The two Dialogues marked the first-ever meetings of all toy industry stakeholders within the
APEC region (home to over 85% of all toy manufacturers and exporters) to discuss
opportunities and obstacles to global standards alignment. The Singapore meeting was
attended by 130 regulators from 20 of the 21 APEC economies (only Russia was not
represented). The Hong Kong meeting was attended by 214 people representing regulators,
standards bodies, toy manufacturers, retailers, toy associations, testing companies, and other
government representatives. Non-APEC attendees included Belgium, Denmark, India, Sweden
and Switzerland.

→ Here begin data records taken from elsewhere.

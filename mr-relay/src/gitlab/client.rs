//! GitLab REST client for creating merge request notes.
//!
//! One request per call, no retries, transport defaults for timeouts.

use std::sync::Arc;

use reqwest::{header::CONTENT_TYPE, Client};
use thiserror::Error;
use tracing::{error, info};

use super::types::CommentRequest;
use crate::config::DEFAULT_GITLAB_BASE_URL;

/// Header GitLab reads access tokens from.
pub const PRIVATE_TOKEN_HEADER: &str = "PRIVATE-TOKEN";

/// Logged and returned when a failed response body cannot be read.
pub const UNREADABLE_BODY: &str = "Could not read response body.";

/// Failure to relay a note to GitLab.
#[derive(Debug, Error)]
pub enum RelayError {
    #[error("failed to serialize comment JSON: {0}")]
    Serialize(#[from] serde_json::Error),

    #[error("failed to execute request: {0}")]
    Transport(#[from] reqwest::Error),

    #[error("gitlab API error: status code {status}")]
    Status { status: u16, body: String },
}

/// GitLab API client.
///
/// Cheap to clone; all clones share one connection pool.
#[derive(Clone)]
pub struct GitlabClient {
    inner: Arc<ClientInner>,
}

struct ClientInner {
    http: Client,
    base_url: String,
    token: String,
}

impl GitlabClient {
    /// Create a client for the given GitLab instance and access token.
    pub fn new(base_url: impl Into<String>, token: impl Into<String>) -> Self {
        Self::with_http_client(Client::new(), base_url, token)
    }

    /// Create a client on top of an existing `reqwest::Client`.
    pub fn with_http_client(
        http: Client,
        base_url: impl Into<String>,
        token: impl Into<String>,
    ) -> Self {
        let base_url = base_url.into();
        let base_url = match base_url.trim().trim_end_matches('/') {
            "" => DEFAULT_GITLAB_BASE_URL.to_string(),
            trimmed => trimmed.to_string(),
        };

        Self {
            inner: Arc::new(ClientInner {
                http,
                base_url,
                token: token.into(),
            }),
        }
    }

    pub fn base_url(&self) -> &str {
        &self.inner.base_url
    }

    /// URL of the notes collection for a merge request.
    pub fn notes_url(&self, project_id: u64, merge_request_iid: u64) -> String {
        format!(
            "{}/api/v4/projects/{}/merge_requests/{}/notes",
            self.inner.base_url, project_id, merge_request_iid
        )
    }

    /// Post a note to a merge request.
    ///
    /// Any 2xx status is a success. For other statuses the response body is
    /// read (best effort) and logged before the error is returned.
    pub async fn post_comment(
        &self,
        project_id: u64,
        merge_request_iid: u64,
        body: String,
    ) -> Result<(), RelayError> {
        let url = self.notes_url(project_id, merge_request_iid);

        let payload = serde_json::to_vec(&CommentRequest::new(body)).map_err(|e| {
            error!(error = %e, "gitlab_comment_serialize_failed");
            RelayError::Serialize(e)
        })?;

        let response = self
            .inner
            .http
            .post(&url)
            .header(CONTENT_TYPE, "application/json")
            .header(PRIVATE_TOKEN_HEADER, self.inner.token.as_str())
            .body(payload)
            .send()
            .await
            .map_err(|e| {
                if e.is_builder() {
                    error!(url = %url, error = %e, "gitlab_request_build_failed");
                } else {
                    error!(url = %url, error = %e, "gitlab_request_failed");
                }
                RelayError::Transport(e)
            })?;

        let status = response.status();
        if status.is_success() {
            info!(status_code = status.as_u16(), "gitlab_api_call_successful");
            return Ok(());
        }

        let body = response
            .text()
            .await
            .unwrap_or_else(|_| UNREADABLE_BODY.to_string());

        error!(
            status_code = status.as_u16(),
            url = %url,
            response = %body,
            "gitlab_api_non_success_status"
        );

        Err(RelayError::Status {
            status: status.as_u16(),
            body,
        })
    }
}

There was discussion of the regulatory systems of 15 members, and the
relationship between the three main toy standards, ASTM F963, the EU's EN-71, and ISO 8124.

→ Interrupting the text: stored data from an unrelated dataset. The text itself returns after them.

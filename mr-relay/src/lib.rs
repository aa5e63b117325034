//! MR Relay - GitLab merge request webhook relay.
//!
//! Receives merge request webhooks from GitLab, authenticates them with the
//! shared `X-Gitlab-Token` secret and posts a note back to the merge request
//! through the GitLab REST API.
//!
//! ## Architecture
//!
//! ```text
//! GitLab → POST /webhook → validate → 200 OK
//!                              └─ spawn → POST /api/v4/projects/:id/merge_requests/:iid/notes
//! ```

pub mod config;
pub mod gitlab;
pub mod relay;
pub mod web;

#[cfg(test)]
pub(crate) mod test_support;

// Re-export commonly used types
pub use config::{Config, ConfigError};
pub use gitlab::{GitlabClient, RelayError, WebhookEvent};
pub use web::{router, AppState, WebhookError};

Key Outcomes from Singapore
? Commitment to participate in a survey of member economies regarding toy safety
systems as a deliverable to the Hong Kong meeting.

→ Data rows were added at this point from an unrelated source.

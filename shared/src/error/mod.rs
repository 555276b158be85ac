//! Unified error system for the booking workspace
//!
//! - [`ErrorCode`]: Standardized error codes for all error types
//! - [`ErrorCategory`]: Classification of errors by domain
//! - [`AppError`]: Rich error type with codes, messages, and details
//!
//! # Error Code Ranges
//!
//! - 0xxx: General errors
//! - 4xxx: Booking errors
//! - 7xxx: Table errors
//! - 9xxx: System errors
//!
//! # Example
//!
//! ```
//! use shared::error::{AppError, ErrorCode};
//!
//! let err = AppError::new(ErrorCode::TableUnavailable);
//! assert_eq!(err.code.code(), 7002);
//!
//! let err = AppError::validation("Party size must be at least 1")
//!     .with_detail("field", "party_size");
//! assert!(err.details.is_some());
//! ```

mod category;
mod codes;
mod types;

pub use category::ErrorCategory;
pub use codes::{ErrorCode, InvalidErrorCode};
pub use types::{AppError, AppResult};
//! Core configuration

mod config;

pub use config::Config;
//! Zone Model

use serde::{Deserialize, Serialize};

/// Zone entity (hall, terrace, private room, ...)
#[derive(Debug, Clone, PartialEq, Eq, Serialize, Deserialize)]
pub struct Zone {
    pub id: String,
    pub name: String,
    pub description: Option<String>,
}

? Agreement between the ASTM and ISO technical committees to consultations on
emerging toy safety hazards.
Key Outcomes from Hong Kong
? Completion and endorsement of the APEC Toy Safety Survey and circulation of the
document to the OECD, WTO TBT Committee and related organizations.
? Agreement by APEC members to continue to pursue standards alignment in all
stakeholder groups through an industry task force, international regulator forums, and
consumer organizations under the auspices of the APEC Toy Safety Initiative.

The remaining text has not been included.